I have only tested this in VMWare, but it seems to work. I have shamelessly stole the main code from here:
#Are we on a NUMA-aware system? If we are, we will assign NIC's to NUMA specific CPU's. If not then it's just to the one pool.
$procInfo = @"
using System;
using System.Diagnostics;
using System.ComponentModel;
using System.Runtime.InteropServices;
namespace Windows
{
public class Kernel32
{
[StructLayout(LayoutKind.Sequential)]
public struct PROCESSORCORE
{
public byte Flags;
};
[StructLayout(LayoutKind.Sequential)]
public struct NUMANODE
{
public uint NodeNumber;
}
public enum PROCESSOR_CACHE_TYPE
{
CacheUnified,
CacheInstruction,
CacheData,
CacheTrace
}
[StructLayout(LayoutKind.Sequential)]
public struct CACHE_DESCRIPTOR
{
public byte Level;
public byte Associativity;
public ushort LineSize;
public uint Size;
public PROCESSOR_CACHE_TYPE Type;
}
[StructLayout(LayoutKind.Explicit)]
public struct SYSTEM_LOGICAL_PROCESSOR_INFORMATION_UNION
{
[FieldOffset(0)]
public PROCESSORCORE ProcessorCore;
[FieldOffset(0)]
public NUMANODE NumaNode;
[FieldOffset(0)]
public CACHE_DESCRIPTOR Cache;
[FieldOffset(0)]
private UInt64 Reserved1;
[FieldOffset(8)]
private UInt64 Reserved2;
}
public enum LOGICAL_PROCESSOR_RELATIONSHIP
{
RelationProcessorCore,
RelationNumaNode,
RelationCache,
RelationProcessorPackage,
RelationGroup,
RelationAll = 0xffff
}
public struct SYSTEM_LOGICAL_PROCESSOR_INFORMATION
{
public UIntPtr ProcessorMask;
public LOGICAL_PROCESSOR_RELATIONSHIP Relationship;
public SYSTEM_LOGICAL_PROCESSOR_INFORMATION_UNION ProcessorInformation;
}
[DllImport(@"kernel32.dll", SetLastError=true)]
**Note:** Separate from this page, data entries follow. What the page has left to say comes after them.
//! Pipeline: colección ordenada de steps más bindings a nivel pipeline.
//!
//! Un `Pipeline` recién construido es una plantilla inmutable. Cada run
//! produce una copia nueva completamente evaluada, de modo que la misma
//! plantilla puede ejecutarse muchas veces con args distintos.

pub mod builder;
pub mod summary;

use std::collections::HashMap;

use serde_json::json;

use crate::constants::ENGINE_VERSION;
use crate::errors::BuildError;
use crate::hashing::hash_value;
use crate::introspect::Inspect;
use crate::step::Step;
use crate::value::{Bindings, State};

pub use builder::{make, Item, PipelineBuilder};
pub use summary::RunSummary;

#[derive(Debug, Clone, PartialEq, Default)]
pub struct Pipeline {
    pub(crate) steps: Vec<Step>,
    pub(crate) bindings: Bindings,
    pub(crate) args: Option<State>,
    pub(crate) summary: Option<RunSummary>,
}

impl Pipeline {
    pub fn builder() -> PipelineBuilder {
        PipelineBuilder::new()
    }

    pub fn len(&self) -> usize {
        self.steps.len()
    }

    pub fn is_empty(&self) -> bool {
        self.steps.is_empty()
    }

    /// `true` si ningún step se ha ejecutado todavía.
    pub fn is_template(&self) -> bool {
        self.summary.is_none() && self.steps.iter().all(|s| s.run.is_none())
    }

    /// Comprueba los invariantes estructurales:
    /// - índices únicos y contiguos 0..n,
    /// - nombres no vacíos y únicos,
    /// - paths de entrada y salida no vacíos,
    /// - aridad de la función == número de input paths.
    pub fn validate(&self) -> Result<(), BuildError> {
        let mut seen: HashMap<&str, usize> = HashMap::with_capacity(self.steps.len());
        for (position, step) in self.steps.iter().enumerate() {
            if step.name.trim().is_empty() {
                return Err(BuildError::EmptyName { index: position });
            }
            if step.index != Some(position) {
                return Err(BuildError::NonContiguousIndex { name: step.name.clone(),
                                                            expected: position,
                                                            found: step.index });
            }
            if let Some(first) = seen.insert(step.name.as_str(), position) {
                return Err(BuildError::DuplicateName { name: step.name.clone(),
                                                       index: position,
                                                       first });
            }
            if let Some(input) = step.inputs.iter().position(|p| p.is_empty()) {
                return Err(BuildError::EmptyInputPath { name: step.name.clone(),
                                                        index: position,
                                                        position: input });
            }
            if step.output.as_ref().is_some_and(|p| p.is_empty()) {
                return Err(BuildError::EmptyOutputPath { name: step.name.clone(),
                                                         index: position });
            }
            if step.function.arity() != step.inputs.len() {
                return Err(BuildError::ArityMismatch { name: step.name.clone(),
                                                       index: position,
                                                       expected: step.function.arity(),
                                                       actual: step.inputs.len() });
            }
        }
        Ok(())
    }

    /// Hash de la forma del pipeline (nombres, tipos, paths, esquemas y
    /// bindings). No depende de cómo se compuso ni de los runs.
    pub fn definition_hash(&self) -> String {
        let shapes: Vec<serde_json::Value> = self.steps.iter().map(Step::shape_json).collect();
        hash_value(&json!({
            "engine_version": ENGINE_VERSION,
            "bindings": self.bindings,
            "steps": shapes,
        }))
    }

    /// Trace del run sin campos de tiempo ni identificadores.
    pub fn trace_json(&self) -> serde_json::Value {
        let steps: Vec<serde_json::Value> =
            self.steps
                .iter()
                .map(|s| {
                    json!({
                        "name": s.name,
                        "index": s.index,
                        "status": s.status(),
                        "resolved_args": s.run.as_ref().map(|r| r.resolved_args.clone()),
                        "outcome": s.run.as_ref().map(|r| r.outcome.to_json()),
                    })
                })
                .collect();
        json!({
            "definition_hash": self.definition_hash(),
            "args": self.args,
            "status": self.status(),
            "steps": steps,
        })
    }

    /// Fingerprint del trace: idéntico para runs deterministas repetidos.
    pub fn trace_fingerprint(&self) -> String {
        hash_value(&self.trace_json())
    }
}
public static extern bool GetLogicalProcessorInformation(
IntPtr Buffer,
ref uint ReturnLength
);
private const int ERROR_INSUFFICIENT_BUFFER = 122;
public static SYSTEM_LOGICAL_PROCESSOR_INFORMATION[] MyGetLogicalProcessorInformation()
{
uint ReturnLength = 0;
GetLogicalProcessorInformation(IntPtr.Zero, ref ReturnLength);
if (Marshal.GetLastWin32Error() == ERROR_INSUFFICIENT_BUFFER)
{
IntPtr Ptr = Marshal.AllocHGlobal((int)ReturnLength);
try
{
if (GetLogicalProcessorInformation(Ptr, ref ReturnLength))
{
int size = Marshal.SizeOf(typeof(SYSTEM_LOGICAL_PROCESSOR_INFORMATION));
int len = (int)ReturnLength / size;
SYSTEM_LOGICAL_PROCESSOR_INFORMATION[] Buffer = new SYSTEM_LOGICAL_PROCESSOR_INFORMATION[len];
IntPtr Item = Ptr;
for (int i = 0; i < len; i++)
{
Buffer[i] = (SYSTEM_LOGICAL_PROCESSOR_INFORMATION)Marshal.PtrToStructure(Item, typeof(SYSTEM_LOGICAL_PROCESSOR_INFORMATION));
Item += size;
}
return Buffer;
}
}
finally
{
Marshal.FreeHGlobal(Ptr);
}
}
return null;
}
}
}
"@
$cp = New-Object CodeDom.Compiler.CompilerParameters
$cp.CompilerOptions = "/unsafe"
$cp.WarningLevel = 4
$cp.TreatWarningsAsErrors = $false
$cp.ReferencedAssemblies.Add("System.dll")
Add-Type -TypeDefinition $procInfo -CompilerParameters $cp
$NumaNode = [Windows.Kernel32]::MyGetLogicalProcessorInformation()
$numberOfNumaNodes = ($NumaNode | where {$_.Relationship -eq "RelationNumaNode"}).count
if ($numberOfNumaNodes -ge 2) {
#NUMA detected
$NUMA = $true
I was going to use this to detect NUMA and configure a network adapter RSS based upon NUMA configuration… But I’m getting lazy and am going to ignore it. But I don’t want this code to go away. So here it is. A way to detect if you are on a NUMA system in a guest VM in Powershell.

If you have greater than “1” for the NumaNode count then NUMA is present.